Heroku est utilisé par les développeurs pour distribuer, exécuter et gérer des applications cloud. Il appartient à Salesforce. Travis CI est une plateforme d’intégration continue, de développement continu (CI/CD) utilisée par plus de 300 000 projets, dont Ruby on Rails, Ember.js, OpenSSL, Puppet et Logstash. Heroku a déclaré qu’il avait effectivement temporairement tué l’intégration GitHub dans le but de réduire l’impact de l’attaque, indiquant aux utilisateurs que “cela vous empêchera de déployer vos applications depuis GitHub via le tableau de bord Heroku ou via l’automatisation Heroku”.
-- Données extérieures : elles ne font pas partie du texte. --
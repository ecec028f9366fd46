//! Configuration types

use std::path::PathBuf;
use std::time::Duration;

use serde::{Deserialize, Serialize};

use crate::error::{ConfigError, TiffsterError, TiffsterResult};

// ============================================================================
// DEFAULTS
// ============================================================================

/// Pages kept resident around the current page.
pub const DEFAULT_WINDOW_SIZE: u32 = 3;

/// Frames grouped into one logical page.
pub const DEFAULT_FRAMES_PER_PAGE: u32 = 3;

/// Retries after the first failed attempt.
pub const DEFAULT_RETRY_COUNT: u32 = 3;

/// Delay before retry `n` is `base^n` backoff units.
pub const DEFAULT_RETRY_BACKOFF_BASE: u32 = 2;

/// Capacity of the page-changed notification queue.
pub const DEFAULT_QUEUE_CAPACITY: usize = 64;

/// Retry policy for materialization and eviction.
///
/// | attempt | delay (base 2) | total waited |
/// |---------|----------------|--------------|
/// | 1       | 2s             | 2s           |
/// | 2       | 4s             | 6s           |
/// | 3       | 8s             | 14s          |
#[derive(Debug, Clone, PartialEq, Eq, Serialize, Deserialize)]
pub struct RetryConfig {
    pub retry_count: u32,
    pub backoff_base: u32,
    /// Unit the exponential delay is expressed in (one second in production).
    pub backoff_unit: Duration,
}

impl Default for RetryConfig {
    fn default() -> Self {
        Self {
            retry_count: DEFAULT_RETRY_COUNT,
            backoff_base: DEFAULT_RETRY_BACKOFF_BASE,
            backoff_unit: Duration::from_secs(1),
        }
    }
}

impl RetryConfig {
    pub fn new(retry_count: u32, backoff_base: u32) -> Self {
        Self {
            retry_count,
            backoff_base,
            ..Self::default()
        }
    }

    pub fn with_backoff_unit(mut self, unit: Duration) -> Self {
        self.backoff_unit = unit;
        self
    }

    /// Delay to wait before retry number `attempt` (1-based).
    pub fn delay_for(&self, attempt: u32) -> Duration {
        self.backoff_unit
            .saturating_mul(self.backoff_base.saturating_pow(attempt))
    }

    /// Sum of every delay when all retries are used.
    pub fn total_backoff(&self) -> Duration {
        (1..=self.retry_count)
            .map(|attempt| self.delay_for(attempt))
            .fold(Duration::ZERO, Duration::saturating_add)
    }
}

/// Master configuration for the page window engine.
#[derive(Debug, Clone, PartialEq, Serialize, Deserialize)]
pub struct EngineConfig {
    pub window_size: u32,
    pub frames_per_page: u32,
    pub retry: RetryConfig,
    /// Root for decoded rasters (`{document}_{page}_{sequence}.jpg`).
    pub staging_dir: PathBuf,
    /// Root holding `{document}.tif` containers.
    pub container_dir: PathBuf,
    /// Root of the directory-backed remote object store.
    pub remote_dir: PathBuf,
    pub queue_capacity: usize,
}

impl Default for EngineConfig {
    fn default() -> Self {
        Self {
            window_size: DEFAULT_WINDOW_SIZE,
            frames_per_page: DEFAULT_FRAMES_PER_PAGE,
            retry: RetryConfig::default(),
            staging_dir: PathBuf::from("data/jpg"),
            container_dir: PathBuf::from("data/tiff"),
            remote_dir: PathBuf::from("data/remote"),
            queue_capacity: DEFAULT_QUEUE_CAPACITY,
        }
    }
}

impl EngineConfig {
    pub fn new() -> Self {
        Self::default()
    }

    pub fn with_window_size(mut self, window_size: u32) -> Self {
        self.window_size = window_size;
        self
    }

    pub fn with_frames_per_page(mut self, frames_per_page: u32) -> Self {
        self.frames_per_page = frames_per_page;
        self
    }

    pub fn with_retry(mut self, retry: RetryConfig) -> Self {
        self.retry = retry;
        self
    }

    pub fn with_staging_dir(mut self, dir: impl Into<PathBuf>) -> Self {
        self.staging_dir = dir.into();
        self
    }

    pub fn with_container_dir(mut self, dir: impl Into<PathBuf>) -> Self {
        self.container_dir = dir.into();
        self
    }

    pub fn with_remote_dir(mut self, dir: impl Into<PathBuf>) -> Self {
        self.remote_dir = dir.into();
        self
    }

    /// Load configuration from environment variables.
    ///
    /// # Environment Variables
    /// - `TIFFSTER_WINDOW_SIZE`: Pages kept resident (default: 3)
    /// - `TIFFSTER_FRAMES_PER_PAGE`: Frames per logical page (default: 3)
    /// - `TIFFSTER_RETRY_COUNT`: Retries after the first failure (default: 3)
    /// - `TIFFSTER_RETRY_BACKOFF_BASE`: Exponential backoff base in seconds (default: 2)
    /// - `TIFFSTER_STAGING_DIR`: Local staging root (default: data/jpg)
    /// - `TIFFSTER_CONTAINER_DIR`: Container root (default: data/tiff)
    /// - `TIFFSTER_REMOTE_DIR`: Remote store root (default: data/remote)
    /// - `TIFFSTER_QUEUE_CAPACITY`: Notification queue capacity (default: 64)
    ///
    /// Unparseable numeric values are reported instead of silently defaulted.
    pub fn from_env() -> TiffsterResult<Self> {
        let defaults = Self::default();

        let config = Self {
            window_size: env_parse("TIFFSTER_WINDOW_SIZE", defaults.window_size)?,
            frames_per_page: env_parse("TIFFSTER_FRAMES_PER_PAGE", defaults.frames_per_page)?,
            retry: RetryConfig {
                retry_count: env_parse("TIFFSTER_RETRY_COUNT", defaults.retry.retry_count)?,
                backoff_base: env_parse(
                    "TIFFSTER_RETRY_BACKOFF_BASE",
                    defaults.retry.backoff_base,
                )?,
                backoff_unit: defaults.retry.backoff_unit,
            },
            staging_dir: env_path("TIFFSTER_STAGING_DIR", defaults.staging_dir),
            container_dir: env_path("TIFFSTER_CONTAINER_DIR", defaults.container_dir),
            remote_dir: env_path("TIFFSTER_REMOTE_DIR", defaults.remote_dir),
            queue_capacity: env_parse("TIFFSTER_QUEUE_CAPACITY", defaults.queue_capacity)?,
        };

        config.validate()?;
        Ok(config)
    }

    /// Validate the configuration.
    ///
    /// Validates:
    /// - window_size > 0
    /// - frames_per_page > 0
    /// - backoff_base > 0
    /// - queue_capacity > 0
    pub fn validate(&self) -> TiffsterResult<()> {
        if self.window_size == 0 {
            return Err(invalid("window_size", self.window_size, "must be greater than 0"));
        }

        if self.frames_per_page == 0 {
            return Err(invalid(
                "frames_per_page",
                self.frames_per_page,
                "must be greater than 0",
            ));
        }

        if self.retry.backoff_base == 0 {
            return Err(invalid(
                "retry.backoff_base",
                self.retry.backoff_base,
                "must be greater than 0",
            ));
        }

        if self.queue_capacity == 0 {
            return Err(invalid(
                "queue_capacity",
                self.queue_capacity,
                "must be greater than 0",
            ));
        }

        Ok(())
    }
}

fn invalid(field: &str, value: impl ToString, reason: &str) -> TiffsterError {
    TiffsterError::Config(ConfigError::InvalidValue {
        field: field.to_string(),
        value: value.to_string(),
        reason: reason.to_string(),
    })
}

fn env_parse<T: std::str::FromStr>(key: &str, default: T) -> TiffsterResult<T> {
    match std::env::var(key) {
        Ok(raw) => raw
            .trim()
            .parse()
            .map_err(|_| invalid(key, &raw, "not a valid number")),
        Err(_) => Ok(default),
    }
}

fn env_path(key: &str, default: PathBuf) -> PathBuf {
    std::env::var(key)
        .ok()
        .filter(|s| !s.trim().is_empty())
        .map(PathBuf::from)
        .unwrap_or(default)
}

// =============================================================================
// TESTS
// =============================================================================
See also  Sextapelinken Les pirates Facebook ont ​​frappé Zim, voici comment sécuriser votre compte

GitHub a ajouté qu’ils avaient contacté les sociétés dont les pensions privées avaient été ouvertes.

La société a ajouté dans une mise à jour le 18 avril sur son blog : “Nous travaillons toujours pour comprendre si l’attaquant a vu ou téléchargé en privé [npm] paquets. npm utilise une infrastructure complètement distincte de GitHub.com ; GitHub n’a pas été affecté par cette attaque initiale. “Alors que l’enquête se poursuit, nous n’avons trouvé aucune preuve que d’autres dépôts privés appartenant à GitHub aient été clonés par l’attaquant à l’aide de jetons OAuth tiers volés.”

Heroku, Travis-CI répond, porte de l’écurie verrouillée…

Heroku a ajouté dans une déclaration soigneusement rédigée: «13. En avril 2022, Salesforce Security a été informé par GitHub qu’un sous-ensemble de référentiels privés Herokus GitHub, y compris du code source, avait été téléchargé par un joueur menaçant le 9 avril 2022. Sur la base de l’enquête initiale de Salesforce, il semble qu’un accès non autorisé à Herokus GitHub compte était le résultat d’un jeton OAuth compromis. Salesforce a immédiatement désactivé les jetons OAuth de l’utilisateur compromis et désactivé le compte GitHub de l’utilisateur compromis… GitHub a signalé que l’auteur de la menace a compté les comptes clients GitHub à l’aide de jetons OAuth émis sur le tableau de bord d’intégration OAuth d’Herokus hébergé sur GitHub. Sur la base des informations que GitHub a partagées avec nous, nous enquêtons sur la manière dont l’auteur de la menace a eu accès aux jetons OAuth des clients. Les jetons compromis peuvent donner au joueur malveillant l’accès aux dépôts GitHub du client, mais pas aux comptes Heroku du client. Avec l’accès aux jetons OAuth du client, l’auteur de la menace peut avoir un accès en lecture et en écriture aux référentiels GitHub du client connectés à Heroku.

See also  La technologie nous rendra-t-elle tous beaucoup plus sains ? - Économie

Travis CI sa: «15. En avril 2022, le personnel de Travis CI a été informé que certains référentiels de clients privés pouvaient avoir été ouverts par une personne utilisant une attaque 2FA de type man-in-the-middle, en exploitant un jeton d’intégration tiers. Immédiatement après avoir pris connaissance de ces informations, Travis CI a immédiatement révoqué toutes les clés d’autorisation et tous les jetons qui empêchaient tout accès ultérieur à nos systèmes. Aucune donnée client n’a été révélée et aucun autre accès n’a été possible. Après un examen plus approfondi le même jour, le personnel de Travis CI a appris que le pirate informatique avait cassé un service Heroku et avait eu accès à une clé OAuth privée utilisée pour intégrer l’application Heroku et Travis CI. Cette clé ne permet pas d’accéder à l’inventaire des clients Travis CI ou aux données des clients Travis CI. Nous avons enquêté en profondeur sur ce problème et n’avons trouvé aucune preuve d’intrusion dans un référentiel client privé (c’est-à-dire le code source) car la clé OAuth volée lors de l’attaque Heroku ne fournit pas ce type d’accès. Sur la base de ce que nous avons constaté, nous ne pensons pas qu’il s’agisse d’un problème ou d’un risque pour nos clients », a ajouté la société le 18 avril.

Êtes-vous concerné ? Avez-vous des préoccupations ou des réflexions que vous souhaitez partager ? Envoyez-nous un e-mail.

Voir aussi : 7 outils de cybersécurité gratuits que votre équipe devrait connaître

You may also like...

Leave a Reply

Your email address will not be published.